PROVIDED INFORMATION:
####################

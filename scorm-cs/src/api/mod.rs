//! HTTP API handlers for scorm-cs

pub mod content;
pub mod health;
pub mod package;
pub mod runtime;

pub use content::{get_content, launch};
pub use health::health_routes;
pub use package::{get_package, put_package};
pub use runtime::{get_runtime, post_runtime};

use axum::http::HeaderMap;
use scorm_common::api::{ANONYMOUS_LEARNER, LEARNER_HEADER};

/// Learner identity from the authenticating proxy's header
pub(crate) fn learner_id(headers: &HeaderMap) -> String {
    headers
        .get(LEARNER_HEADER)
        .and_then(|v| v.to_str().ok())
        .map(str::trim)
        .filter(|v| !v.is_empty())
        .unwrap_or(ANONYMOUS_LEARNER)
        .to_string()
}
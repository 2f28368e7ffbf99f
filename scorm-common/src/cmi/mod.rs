//! CMI (Computer-Managed Instruction) runtime data model

pub mod element;
pub mod path;
pub mod tree;

pub use element::{
    is_suspend_data_path, normalize_value, truncate_suspend_data, CmiElement, ScormVersion,
    SUSPEND_DATA_LIMIT,
};
pub use path::{is_unsafe_segment, CmiPath, PathError, UNSAFE_KEYS};
pub use tree::{CmiNode, CmiTree};
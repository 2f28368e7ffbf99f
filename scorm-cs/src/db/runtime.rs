//! Per-learner, per-lesson CMI state

use std::collections::BTreeMap;
use std::sync::Arc;

use scorm_common::CmiTree;
use sqlx::SqlitePool;
use tokio::sync::Mutex;
use tracing::{debug, warn};

/// Runtime-state repository
///
/// Merges are read-modify-write; the write lock serializes them within the
/// process so concurrent commits for the same row never lose updates.
#[derive(Clone)]
pub struct RuntimeStore {
    pool: SqlitePool,
    write_lock: Arc<Mutex<()>>,
}

impl RuntimeStore {
    pub fn new(pool: SqlitePool) -> Self {
        Self {
            pool,
            write_lock: Arc::new(Mutex::new(())),
        }
    }

    /// Stored tree, `None` when the learner never committed to the lesson
    pub async fn load_runtime(
        &self,
        learner_id: &str,
        lesson_id: &str,
    ) -> Result<Option<CmiTree>, sqlx::Error> {
        let state_json: Option<String> = sqlx::query_scalar(
            "SELECT state_json FROM scorm_runtime WHERE learner_id = ? AND lesson_id = ?",
        )
        .bind(learner_id)
        .bind(lesson_id)
        .fetch_optional(&self.pool)
        .await?;

        Ok(state_json.map(|json| parse_stored(&json, learner_id, lesson_id)))
    }

    /// Merge flat `updates` into the stored tree and persist the result
    ///
    /// Updates pass through the same guard as on the client: unsafe keys are
    /// dropped and suspend data is capped.
    pub async fn merge_runtime(
        &self,
        learner_id: &str,
        lesson_id: &str,
        updates: &BTreeMap<String, String>,
    ) -> Result<CmiTree, sqlx::Error> {
        let _guard = self.write_lock.lock().await;
        let mut tx = self.pool.begin().await?;

        let state_json: Option<String> = sqlx::query_scalar(
            "SELECT state_json FROM scorm_runtime WHERE learner_id = ? AND lesson_id = ?",
        )
        .bind(learner_id)
        .bind(lesson_id)
        .fetch_optional(&mut *tx)
        .await?;

        let mut tree = state_json
            .map(|json| parse_stored(&json, learner_id, lesson_id))
            .unwrap_or_default();
        let applied = tree.merge(updates);

        sqlx::query(
            r#"
            INSERT INTO scorm_runtime (learner_id, lesson_id, state_json, updated_at)
            VALUES (?, ?, ?, ?)
            ON CONFLICT(learner_id, lesson_id) DO UPDATE SET
                state_json = excluded.state_json,
                updated_at = excluded.updated_at
            "#,
        )
        .bind(learner_id)
        .bind(lesson_id)
        .bind(tree.to_json().to_string())
        .bind(chrono::Utc::now().to_rfc3339())
        .execute(&mut *tx)
        .await?;

        tx.commit().await?;

        debug!(
            learner_id = %learner_id,
            lesson_id = %lesson_id,
            received = updates.len(),
            applied,
            "Runtime state merged"
        );
        Ok(tree)
    }
}

fn parse_stored(json: &str, learner_id: &str, lesson_id: &str) -> CmiTree {
    let parsed = serde_json::from_str::<serde_json::Value>(json)
        .map_err(scorm_common::Error::from)
        .and_then(|value| CmiTree::from_json(&value));

    match parsed {
        Ok(tree) => tree,
        Err(e) => {
            warn!(
                learner_id = %learner_id,
                lesson_id = %lesson_id,
                error = %e,
                "Stored runtime state unreadable, starting fresh"
            );
            CmiTree::new()
        }
    }
}
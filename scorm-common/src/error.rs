//! Common error types for the SCORM services

use thiserror::Error;

/// Common result type for SCORM operations
pub type Result<T> = std::result::Result<T, Error>;

/// Common error types shared by the bridge and the content server
#[derive(Error, Debug)]
pub enum Error {
    /// I/O operation error (wraps std::io::Error)
    #[error("IO error: {0}")]
    Io(#[from] std::io::Error),

    /// Configuration loading or validation error
    #[error("Configuration error: {0}")]
    Config(String),

    /// Requested resource not found
    #[error("Not found: {0}")]
    NotFound(String),

    /// Invalid user input or request parameter
    #[error("Invalid input: {0}")]
    InvalidInput(String),

    /// JSON (de)serialization error
    #[error("JSON error: {0}")]
    Json(#[from] serde_json::Error),

    /// TOML parse error
    #[error("TOML error: {0}")]
    Toml(#[from] toml::de::Error),

    /// Internal error
    #[error("Internal error: {0}")]
    Internal(String),
}
//! Commit scheduler
//!
//! Owns the pending update set and a single cancellable debounce timer.
//! Rapid `SetValue` calls coalesce into one request carrying the union of
//! their deltas, last value wins per key. A failed send puts its entries
//! back unless a newer value for the same key arrived in the meantime.

use std::collections::BTreeMap;
use std::sync::{Arc, Mutex, MutexGuard, PoisonError};
use std::time::Duration;

use tokio_util::sync::CancellationToken;
use tracing::{debug, warn};

use crate::error::BridgeResult;
use crate::transport::RuntimeTransport;

/// Debounced, batched writer for one lesson
#[derive(Clone)]
pub struct CommitScheduler {
    inner: Arc<SchedulerInner>,
}

struct SchedulerInner {
    lesson_id: String,
    transport: Arc<dyn RuntimeTransport>,
    debounce: Duration,
    pending: Mutex<BTreeMap<String, String>>,
    timer: Mutex<Option<CancellationToken>>,
    /// Serializes sends so batches reach the server in drain order
    send_lock: tokio::sync::Mutex<()>,
}

impl CommitScheduler {
    pub fn new(lesson_id: impl Into<String>, transport: Arc<dyn RuntimeTransport>, debounce: Duration) -> Self {
        Self {
            inner: Arc::new(SchedulerInner {
                lesson_id: lesson_id.into(),
                transport,
                debounce,
                pending: Mutex::new(BTreeMap::new()),
                timer: Mutex::new(None),
                send_lock: tokio::sync::Mutex::new(()),
            }),
        }
    }

    /// Record the latest value for `path`
    pub fn enqueue(&self, path: &str, value: &str) {
        self.lock_pending().insert(path.to_string(), value.to_string());
    }

    pub fn pending_len(&self) -> usize {
        self.lock_pending().len()
    }

    /// Copy of the uncommitted updates
    pub fn pending(&self) -> BTreeMap<String, String> {
        self.lock_pending().clone()
    }

    /// (Re)start the debounce timer
    ///
    /// Only one timer is alive at a time; restarting cancels the previous
    /// one. Outside a tokio runtime nothing is scheduled and the updates
    /// wait for the next explicit flush.
    pub fn schedule_flush(&self) {
        let Ok(handle) = tokio::runtime::Handle::try_current() else {
            warn!(lesson_id = %self.inner.lesson_id, "No async runtime, debounced commit not scheduled");
            return;
        };

        let token = CancellationToken::new();
        if let Some(previous) = self.lock_timer().replace(token.clone()) {
            previous.cancel();
        }

        let scheduler = self.clone();
        let debounce = self.inner.debounce;
        handle.spawn(async move {
            tokio::select! {
                _ = token.cancelled() => {}
                _ = tokio::time::sleep(debounce) => {
                    // Failure is logged and re-queued inside
                    let _ = scheduler.send_pending().await;
                }
            }
        });
    }

    /// Cancel the timer and send everything pending now
    ///
    /// Returns the number of updates delivered.
    pub async fn flush_now(&self) -> BridgeResult<usize> {
        self.cancel_timer();
        self.send_pending().await
    }

    /// Hand everything pending to the transport's beacon
    ///
    /// Returns the number of updates handed off. Delivery is not confirmed.
    pub fn beacon_pending(&self) -> usize {
        self.cancel_timer();
        let batch = std::mem::take(&mut *self.lock_pending());
        let count = batch.len();
        if count > 0 {
            debug!(lesson_id = %self.inner.lesson_id, updates = count, "Sending unload beacon");
            self.inner.transport.beacon(&self.inner.lesson_id, batch);
        }
        count
    }

    /// Drop the debounce timer without sending
    pub fn cancel_timer(&self) {
        if let Some(token) = self.lock_timer().take() {
            token.cancel();
        }
    }

    async fn send_pending(&self) -> BridgeResult<usize> {
        let _send_guard = self.inner.send_lock.lock().await;

        let batch = std::mem::take(&mut *self.lock_pending());
        if batch.is_empty() {
            return Ok(0);
        }

        let count = batch.len();
        match self.inner.transport.commit(&self.inner.lesson_id, &batch).await {
            Ok(()) => {
                debug!(lesson_id = %self.inner.lesson_id, updates = count, "Commit succeeded");
                Ok(count)
            }
            Err(e) => {
                self.requeue(batch);
                warn!(
                    lesson_id = %self.inner.lesson_id,
                    updates = count,
                    error = %e,
                    "Commit failed, updates re-queued"
                );
                Err(e)
            }
        }
    }

    fn requeue(&self, batch: BTreeMap<String, String>) {
        let mut pending = self.lock_pending();
        for (path, value) in batch {
            // A value written while the request was in flight is newer
            pending.entry(path).or_insert(value);
        }
    }

    fn lock_pending(&self) -> MutexGuard<'_, BTreeMap<String, String>> {
        self.inner.pending.lock().unwrap_or_else(PoisonError::into_inner)
    }

    fn lock_timer(&self) -> MutexGuard<'_, Option<CancellationToken>> {
        self.inner.timer.lock().unwrap_or_else(PoisonError::into_inner)
    }
}
//! Lesson package registration

use axum::{
    extract::{Path, State},
    Json,
};
use scorm_common::api::RegisterPackageRequest;
use scorm_common::paths::{is_valid_media_id, sanitize_relative_path};

use crate::db::lessons::{self, LessonPackage};
use crate::error::{ApiError, ApiResult};
use crate::AppState;

/// PUT /api/scorm/lesson/:lesson_id/package
pub async fn put_package(
    State(state): State<AppState>,
    Path(lesson_id): Path<String>,
    Json(request): Json<RegisterPackageRequest>,
) -> ApiResult<Json<LessonPackage>> {
    if !is_valid_media_id(&request.media_id) {
        return Err(ApiError::BadRequest(format!(
            "Invalid media id: {}",
            request.media_id
        )));
    }
    sanitize_relative_path(&request.launch_url).map_err(|e| {
        ApiError::BadRequest(format!("Invalid launch url {}: {}", request.launch_url, e))
    })?;

    let package =
        lessons::register_package(&state.db, &lesson_id, &request.media_id, &request.launch_url)
            .await?;

    Ok(Json(package))
}

/// GET /api/scorm/lesson/:lesson_id/package
pub async fn get_package(
    State(state): State<AppState>,
    Path(lesson_id): Path<String>,
) -> ApiResult<Json<LessonPackage>> {
    lessons::get_package(&state.db, &lesson_id)
        .await?
        .map(Json)
        .ok_or_else(|| ApiError::NotFound(format!("No SCORM package for lesson {}", lesson_id)))
}
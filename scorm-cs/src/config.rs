//! Server configuration: CLI over ENV over TOML

use std::net::SocketAddr;
use std::path::PathBuf;

use clap::Parser;
use scorm_common::config::{
    default_config_path, default_database_path, load_toml_config, resolve_cache_dir, TomlConfig,
    DEFAULT_BIND_ADDR,
};

use crate::cache::LockPolicy;

/// Command-line arguments
#[derive(Debug, Parser)]
#[command(name = "scorm-cs", version, about = "SCORM package content server")]
pub struct Cli {
    /// Config file (defaults to the per-user config location)
    #[arg(long)]
    pub config: Option<PathBuf>,

    /// Extraction cache root; overrides CACHE_DIR and the config file
    #[arg(long)]
    pub cache_dir: Option<PathBuf>,

    /// Listen address
    #[arg(long)]
    pub bind: Option<SocketAddr>,

    /// SQLite database file
    #[arg(long)]
    pub database: Option<PathBuf>,
}

/// Effective server settings
#[derive(Debug, Clone)]
pub struct ServerConfig {
    pub bind_addr: SocketAddr,
    pub database_path: PathBuf,
    /// `None` disables extraction
    pub cache_dir: Option<PathBuf>,
    pub media_base_url: Option<String>,
    pub log_level: String,
    pub lock_policy: LockPolicy,
}

impl ServerConfig {
    /// Load the config file named by `cli` (or the default) and layer the
    /// CLI on top
    pub fn load(cli: &Cli) -> scorm_common::Result<Self> {
        let toml_config = match cli.config.clone().or_else(default_config_path) {
            Some(path) => load_toml_config(&path)?,
            None => TomlConfig::default(),
        };
        Self::resolve(cli, &toml_config)
    }

    pub fn resolve(cli: &Cli, toml_config: &TomlConfig) -> scorm_common::Result<Self> {
        let bind_addr = match cli.bind {
            Some(addr) => addr,
            None => {
                let raw = toml_config.bind_addr.as_deref().unwrap_or(DEFAULT_BIND_ADDR);
                raw.parse().map_err(|e| {
                    scorm_common::Error::Config(format!("Invalid bind address {}: {}", raw, e))
                })?
            }
        };

        let database_path = cli
            .database
            .clone()
            .or_else(|| toml_config.database_path.clone())
            .unwrap_or_else(default_database_path);

        Ok(Self {
            bind_addr,
            database_path,
            cache_dir: resolve_cache_dir(cli.cache_dir.as_deref(), toml_config),
            media_base_url: toml_config.media_base_url.clone(),
            log_level: toml_config.logging.level.clone(),
            lock_policy: LockPolicy::from(&toml_config.extraction),
        })
    }
}
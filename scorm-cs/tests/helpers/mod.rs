//! Shared doubles for scorm-cs integration tests

#![allow(dead_code)]

use std::collections::HashMap;
use std::io::{Cursor, Write};
use std::sync::atomic::{AtomicUsize, Ordering};
use std::sync::Mutex;
use std::time::Duration;

use async_trait::async_trait;
use scorm_cs::cache::LockPolicy;
use scorm_cs::media::{MediaError, MediaRecord, MediaStore};
use zip::write::SimpleFileOptions;

/// Build a ZIP archive in memory; names ending in `/` become directories
pub fn zip_bytes(entries: &[(&str, &[u8])]) -> Vec<u8> {
    let mut writer = zip::ZipWriter::new(Cursor::new(Vec::new()));
    for (name, data) in entries {
        if name.ends_with('/') {
            writer
                .add_directory(*name, SimpleFileOptions::default())
                .unwrap();
        } else {
            writer
                .start_file(*name, SimpleFileOptions::default())
                .unwrap();
            writer.write_all(data).unwrap();
        }
    }
    writer.finish().unwrap().into_inner()
}

/// Uncompressed package of `count` files `f<i>.bin`, `size` bytes each,
/// large enough that extraction takes a noticeable while
pub fn bulky_package(count: usize, size: usize) -> Vec<u8> {
    let options = SimpleFileOptions::default().compression_method(zip::CompressionMethod::Stored);
    let mut writer = zip::ZipWriter::new(Cursor::new(Vec::new()));
    for i in 0..count {
        writer.start_file(format!("f{}.bin", i), options).unwrap();
        writer.write_all(&vec![i as u8; size]).unwrap();
    }
    writer.finish().unwrap().into_inner()
}

/// A typical single-SCO package
pub fn sample_package() -> Vec<u8> {
    zip_bytes(&[
        ("imsmanifest.xml", b"<manifest identifier=\"sample\"/>"),
        ("index.html", b"<html><body>Lesson</body></html>"),
        ("assets/", b""),
        ("assets/style.css", b"body { margin: 0 }"),
    ])
}

/// Short waits so timeout paths finish quickly
pub fn fast_policy() -> LockPolicy {
    LockPolicy {
        initial_backoff: Duration::from_millis(10),
        max_backoff: Duration::from_millis(50),
        max_wait: Duration::from_secs(10),
        stale_after: Duration::from_secs(600),
    }
}

/// In-memory media store counting every call
#[derive(Default)]
pub struct CountingMediaStore {
    packages: Mutex<HashMap<String, Vec<u8>>>,
    pub gets: AtomicUsize,
    pub downloads: AtomicUsize,
    /// Simulated transfer time, widens race windows
    pub download_delay: Duration,
    pub fail_download: bool,
}

impl CountingMediaStore {
    pub fn new() -> Self {
        Self::default()
    }

    pub fn with_package(self, media_id: &str, bytes: Vec<u8>) -> Self {
        self.packages
            .lock()
            .unwrap()
            .insert(media_id.to_string(), bytes);
        self
    }

    pub fn with_download_delay(mut self, delay: Duration) -> Self {
        self.download_delay = delay;
        self
    }

    pub fn failing_downloads(mut self) -> Self {
        self.fail_download = true;
        self
    }

    pub fn gets(&self) -> usize {
        self.gets.load(Ordering::SeqCst)
    }

    pub fn downloads(&self) -> usize {
        self.downloads.load(Ordering::SeqCst)
    }
}

#[async_trait]
impl MediaStore for CountingMediaStore {
    async fn get(&self, media_id: &str) -> Result<Option<MediaRecord>, MediaError> {
        self.gets.fetch_add(1, Ordering::SeqCst);
        let known = self.packages.lock().unwrap().contains_key(media_id);
        Ok(known.then(|| MediaRecord {
            file: format!("mem://{}", media_id),
        }))
    }

    async fn download(&self, url: &str) -> Result<Vec<u8>, MediaError> {
        self.downloads.fetch_add(1, Ordering::SeqCst);
        if !self.download_delay.is_zero() {
            tokio::time::sleep(self.download_delay).await;
        }
        if self.fail_download {
            return Err(MediaError::Status(502, url.to_string()));
        }
        let media_id = url.trim_start_matches("mem://");
        self.packages
            .lock()
            .unwrap()
            .get(media_id)
            .cloned()
            .ok_or_else(|| MediaError::Status(404, url.to_string()))
    }
}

####################

EXERCISE INSTRUCTIONS:
Copy every line of the entries above in which "ServerConfig" occurs.

RESULT FOR THIS EXERCISE:
pub struct ServerConfig {
impl ServerConfig {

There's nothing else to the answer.